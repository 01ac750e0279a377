//! The record store: the only shared mutable resource in the system.
//!
//! The access service talks to persistence exclusively through the
//! [`RecordStore`] trait. Each individual operation is atomic on its own;
//! sequences of operations (such as a blog insert followed by the owner-index
//! append) carry no combined atomicity guarantee.

mod memory;
mod postgres;

use async_trait::async_trait;

pub use memory::MemoryRecordStore;
pub use postgres::PgRecordStore;

/// A single catalog entry. `id` is opaque, assigned by the store at creation
/// and stable until deletion. `owner_id` is fixed at creation and never
/// reassigned.
#[derive(Clone, Debug, PartialEq, Eq)]
pub struct BlogRecord {
    pub id: String,
    pub title: String,
    pub author: Option<String>,
    pub url: String,
    pub likes: i64,
    pub owner_id: String,
}

/// Fields of a blog record before the store has assigned an id.
#[derive(Clone, Debug, PartialEq, Eq)]
pub struct NewBlogRecord {
    pub title: String,
    pub author: Option<String>,
    pub url: String,
    pub likes: i64,
    pub owner_id: String,
}

/// Partial replacement of a blog record's mutable fields. `None` leaves the
/// stored value unchanged; `author` distinguishes "leave unchanged" from
/// "clear" with a nested option.
#[derive(Clone, Debug, Default, PartialEq, Eq)]
pub struct BlogPatch {
    pub title: Option<String>,
    pub author: Option<Option<String>>,
    pub url: Option<String>,
    pub likes: Option<i64>,
}

/// A user as the catalog sees it. `blog_ids` is ordered by creation; it is
/// appended to when the user creates a blog but deliberately NOT cleaned when
/// one of their blogs is deleted, so it may reference ids that no longer
/// resolve.
#[derive(Clone, Debug, PartialEq, Eq)]
pub struct UserRecord {
    pub id: String,
    pub username: String,
    pub name: String,
    pub blog_ids: Vec<String>,
}

/// Unclassified store failure, propagated unchanged to the caller.
#[derive(Debug, thiserror::Error)]
pub enum StoreError {
    #[error("store backend error: {0}")]
    Backend(String),
}

impl From<sea_orm::DbErr> for StoreError {
    fn from(err: sea_orm::DbErr) -> Self {
        StoreError::Backend(err.to_string())
    }
}

/// Persistence capability for blog and user records.
///
/// Identifiers are opaque strings; an id the backend cannot even parse simply
/// fails to resolve (`Ok(None)` / `Ok(false)`), it is never a hard error.
#[async_trait]
pub trait RecordStore: Send + Sync {
    /// All blog records, in creation order.
    async fn list_blogs(&self) -> Result<Vec<BlogRecord>, StoreError>;

    async fn find_blog(&self, id: &str) -> Result<Option<BlogRecord>, StoreError>;

    /// Persist a new record, assigning its id.
    async fn insert_blog(&self, blog: NewBlogRecord) -> Result<BlogRecord, StoreError>;

    /// Apply a partial update, returning the post-update record, or `None` if
    /// the id does not resolve.
    async fn update_blog(
        &self,
        id: &str,
        patch: BlogPatch,
    ) -> Result<Option<BlogRecord>, StoreError>;

    /// Remove a record permanently. Returns `false` if the id did not resolve
    /// (e.g. a concurrent delete got there first).
    async fn delete_blog(&self, id: &str) -> Result<bool, StoreError>;

    async fn find_user(&self, id: &str) -> Result<Option<UserRecord>, StoreError>;

    /// Insert the user, or replace it wholesale if the id already exists.
    async fn save_user(&self, user: UserRecord) -> Result<UserRecord, StoreError>;
}

impl BlogRecord {
    /// Apply a patch in place: present fields replace, absent fields stay.
    pub(crate) fn apply(&mut self, patch: BlogPatch) {
        if let Some(title) = patch.title {
            self.title = title;
        }
        if let Some(author) = patch.author {
            self.author = author;
        }
        if let Some(url) = patch.url {
            self.url = url;
        }
        if let Some(likes) = patch.likes {
            self.likes = likes;
        }
    }
}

-----

• **What the exercise asks**
Once you find the line with "pub struct BlogPatch" in the entries above, output it and each line after it up to and including the line with "creation; it is", and nothing else.

• **Written solution**
pub struct BlogPatch {
    pub title: Option<String>,
    pub author: Option<Option<String>>,
    pub url: Option<String>,
    pub likes: Option<i64>,
}

/// A user as the catalog sees it. `blog_ids` is ordered by creation; it is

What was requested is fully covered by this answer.